**What you need to do**
Look for the word "push". Copy every line of the listing where it occurs.
───── Records
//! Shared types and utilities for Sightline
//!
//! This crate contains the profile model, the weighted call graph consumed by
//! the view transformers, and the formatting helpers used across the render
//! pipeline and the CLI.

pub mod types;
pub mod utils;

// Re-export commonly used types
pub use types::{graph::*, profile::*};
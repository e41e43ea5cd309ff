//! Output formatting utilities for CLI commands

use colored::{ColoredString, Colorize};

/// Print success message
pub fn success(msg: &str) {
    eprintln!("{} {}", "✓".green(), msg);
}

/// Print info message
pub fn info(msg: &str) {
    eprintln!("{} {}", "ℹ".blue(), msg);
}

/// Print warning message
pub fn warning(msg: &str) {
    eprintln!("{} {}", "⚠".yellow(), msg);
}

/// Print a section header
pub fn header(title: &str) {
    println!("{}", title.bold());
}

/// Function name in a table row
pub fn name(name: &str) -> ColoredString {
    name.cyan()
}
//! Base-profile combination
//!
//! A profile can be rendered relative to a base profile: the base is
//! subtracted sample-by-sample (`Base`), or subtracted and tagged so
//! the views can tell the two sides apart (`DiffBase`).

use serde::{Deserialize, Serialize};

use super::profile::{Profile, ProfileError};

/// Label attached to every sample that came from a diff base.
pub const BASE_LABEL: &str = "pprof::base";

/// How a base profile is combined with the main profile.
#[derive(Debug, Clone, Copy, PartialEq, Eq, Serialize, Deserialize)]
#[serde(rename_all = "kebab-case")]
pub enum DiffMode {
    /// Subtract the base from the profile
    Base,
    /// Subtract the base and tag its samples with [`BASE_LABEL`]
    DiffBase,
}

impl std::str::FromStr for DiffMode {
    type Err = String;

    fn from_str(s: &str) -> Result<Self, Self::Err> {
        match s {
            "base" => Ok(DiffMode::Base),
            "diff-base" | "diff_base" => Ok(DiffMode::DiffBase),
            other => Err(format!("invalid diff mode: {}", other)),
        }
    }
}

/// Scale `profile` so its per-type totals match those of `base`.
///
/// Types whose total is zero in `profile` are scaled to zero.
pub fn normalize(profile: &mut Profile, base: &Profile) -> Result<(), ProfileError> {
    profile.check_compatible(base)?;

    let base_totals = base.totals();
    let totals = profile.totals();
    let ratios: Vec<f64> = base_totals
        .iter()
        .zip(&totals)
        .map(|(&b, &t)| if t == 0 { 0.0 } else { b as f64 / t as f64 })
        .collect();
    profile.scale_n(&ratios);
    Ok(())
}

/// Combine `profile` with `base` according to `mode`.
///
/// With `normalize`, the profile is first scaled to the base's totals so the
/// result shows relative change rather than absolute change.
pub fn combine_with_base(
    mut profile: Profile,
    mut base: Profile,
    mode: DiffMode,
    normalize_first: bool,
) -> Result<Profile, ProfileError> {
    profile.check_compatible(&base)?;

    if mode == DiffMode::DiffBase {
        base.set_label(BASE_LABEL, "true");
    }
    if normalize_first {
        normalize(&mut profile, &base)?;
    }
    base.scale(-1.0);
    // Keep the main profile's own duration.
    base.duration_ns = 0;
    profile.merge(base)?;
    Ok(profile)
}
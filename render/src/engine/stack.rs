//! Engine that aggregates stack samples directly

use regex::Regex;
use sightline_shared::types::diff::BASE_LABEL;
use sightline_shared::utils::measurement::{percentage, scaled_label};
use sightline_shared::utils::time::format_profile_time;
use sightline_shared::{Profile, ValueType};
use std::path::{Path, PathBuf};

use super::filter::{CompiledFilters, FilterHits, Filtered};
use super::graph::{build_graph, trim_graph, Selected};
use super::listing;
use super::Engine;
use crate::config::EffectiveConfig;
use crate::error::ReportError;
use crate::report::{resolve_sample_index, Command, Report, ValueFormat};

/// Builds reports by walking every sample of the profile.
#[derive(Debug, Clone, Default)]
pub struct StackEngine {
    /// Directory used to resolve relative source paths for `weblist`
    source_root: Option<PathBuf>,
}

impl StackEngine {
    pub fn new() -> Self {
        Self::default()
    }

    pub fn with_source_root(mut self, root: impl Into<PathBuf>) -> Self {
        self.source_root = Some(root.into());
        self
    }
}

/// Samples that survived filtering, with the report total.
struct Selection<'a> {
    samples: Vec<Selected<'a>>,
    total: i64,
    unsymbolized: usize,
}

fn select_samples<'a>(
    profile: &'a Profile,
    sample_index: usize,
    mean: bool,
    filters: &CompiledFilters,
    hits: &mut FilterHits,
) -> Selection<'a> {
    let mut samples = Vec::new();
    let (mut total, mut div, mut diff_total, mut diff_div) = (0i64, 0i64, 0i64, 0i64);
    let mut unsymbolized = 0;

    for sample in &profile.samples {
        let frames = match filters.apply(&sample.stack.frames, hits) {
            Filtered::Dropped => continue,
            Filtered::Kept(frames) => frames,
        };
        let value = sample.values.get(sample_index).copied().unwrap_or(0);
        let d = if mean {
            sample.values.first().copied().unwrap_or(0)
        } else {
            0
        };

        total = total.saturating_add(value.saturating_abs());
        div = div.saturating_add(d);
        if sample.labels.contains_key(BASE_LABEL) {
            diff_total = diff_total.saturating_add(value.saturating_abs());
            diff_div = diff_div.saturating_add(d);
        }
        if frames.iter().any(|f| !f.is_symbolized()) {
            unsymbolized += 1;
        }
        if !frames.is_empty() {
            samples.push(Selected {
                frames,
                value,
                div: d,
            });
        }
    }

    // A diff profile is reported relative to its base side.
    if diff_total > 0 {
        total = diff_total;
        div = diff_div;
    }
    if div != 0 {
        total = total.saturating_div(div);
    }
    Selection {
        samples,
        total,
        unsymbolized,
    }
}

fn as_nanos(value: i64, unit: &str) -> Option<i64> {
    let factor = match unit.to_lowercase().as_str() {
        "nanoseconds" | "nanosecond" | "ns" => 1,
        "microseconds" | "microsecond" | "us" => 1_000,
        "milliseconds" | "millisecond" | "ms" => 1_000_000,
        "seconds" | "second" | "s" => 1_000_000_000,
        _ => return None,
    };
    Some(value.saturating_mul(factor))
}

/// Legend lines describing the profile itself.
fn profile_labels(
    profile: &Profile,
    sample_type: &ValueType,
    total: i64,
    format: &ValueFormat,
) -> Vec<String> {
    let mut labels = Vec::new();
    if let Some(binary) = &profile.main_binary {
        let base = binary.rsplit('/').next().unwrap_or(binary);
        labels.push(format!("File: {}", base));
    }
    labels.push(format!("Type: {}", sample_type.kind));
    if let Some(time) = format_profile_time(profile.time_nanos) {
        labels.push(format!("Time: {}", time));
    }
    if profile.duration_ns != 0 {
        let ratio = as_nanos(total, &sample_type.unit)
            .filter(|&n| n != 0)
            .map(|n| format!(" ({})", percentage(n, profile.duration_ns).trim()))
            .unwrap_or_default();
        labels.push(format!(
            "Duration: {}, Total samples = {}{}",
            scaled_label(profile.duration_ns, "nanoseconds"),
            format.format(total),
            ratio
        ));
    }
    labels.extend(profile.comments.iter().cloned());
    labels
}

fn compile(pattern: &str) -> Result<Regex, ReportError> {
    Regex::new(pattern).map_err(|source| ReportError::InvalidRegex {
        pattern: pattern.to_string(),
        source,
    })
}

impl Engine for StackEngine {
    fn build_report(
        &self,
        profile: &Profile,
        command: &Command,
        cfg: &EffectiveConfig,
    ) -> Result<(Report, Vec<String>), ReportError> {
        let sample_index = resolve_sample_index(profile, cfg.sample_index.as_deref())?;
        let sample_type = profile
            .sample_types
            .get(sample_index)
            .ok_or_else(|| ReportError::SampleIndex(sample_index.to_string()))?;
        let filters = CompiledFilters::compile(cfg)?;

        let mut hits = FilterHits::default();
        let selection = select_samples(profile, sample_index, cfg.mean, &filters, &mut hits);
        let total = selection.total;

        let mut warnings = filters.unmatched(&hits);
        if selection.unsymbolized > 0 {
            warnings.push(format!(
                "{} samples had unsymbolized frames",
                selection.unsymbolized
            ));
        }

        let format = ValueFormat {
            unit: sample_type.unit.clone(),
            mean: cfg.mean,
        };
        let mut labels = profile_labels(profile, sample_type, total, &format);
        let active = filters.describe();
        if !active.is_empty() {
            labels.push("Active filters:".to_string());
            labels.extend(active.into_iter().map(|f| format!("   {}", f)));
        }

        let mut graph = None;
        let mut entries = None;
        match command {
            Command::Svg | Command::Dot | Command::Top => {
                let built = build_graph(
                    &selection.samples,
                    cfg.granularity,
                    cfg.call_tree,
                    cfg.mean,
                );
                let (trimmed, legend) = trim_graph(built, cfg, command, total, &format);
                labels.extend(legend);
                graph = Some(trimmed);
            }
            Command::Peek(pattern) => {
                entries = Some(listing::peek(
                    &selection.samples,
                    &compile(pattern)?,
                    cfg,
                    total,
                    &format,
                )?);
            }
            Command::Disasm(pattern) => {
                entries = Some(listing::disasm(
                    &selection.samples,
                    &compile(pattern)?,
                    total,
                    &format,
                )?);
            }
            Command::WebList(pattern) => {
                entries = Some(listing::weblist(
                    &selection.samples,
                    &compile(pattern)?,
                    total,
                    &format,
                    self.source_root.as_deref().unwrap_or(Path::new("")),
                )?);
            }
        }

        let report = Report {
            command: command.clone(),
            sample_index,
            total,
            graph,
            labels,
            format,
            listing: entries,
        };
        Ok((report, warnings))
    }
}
──────────
**Exercise output**
            samples.push(Selected {
        labels.push(format!("File: {}", base));
    labels.push(format!("Type: {}", sample_type.kind));
        labels.push(format!("Time: {}", time));
        labels.push(format!(
            warnings.push(format!(
            labels.push("Active filters:".to_string());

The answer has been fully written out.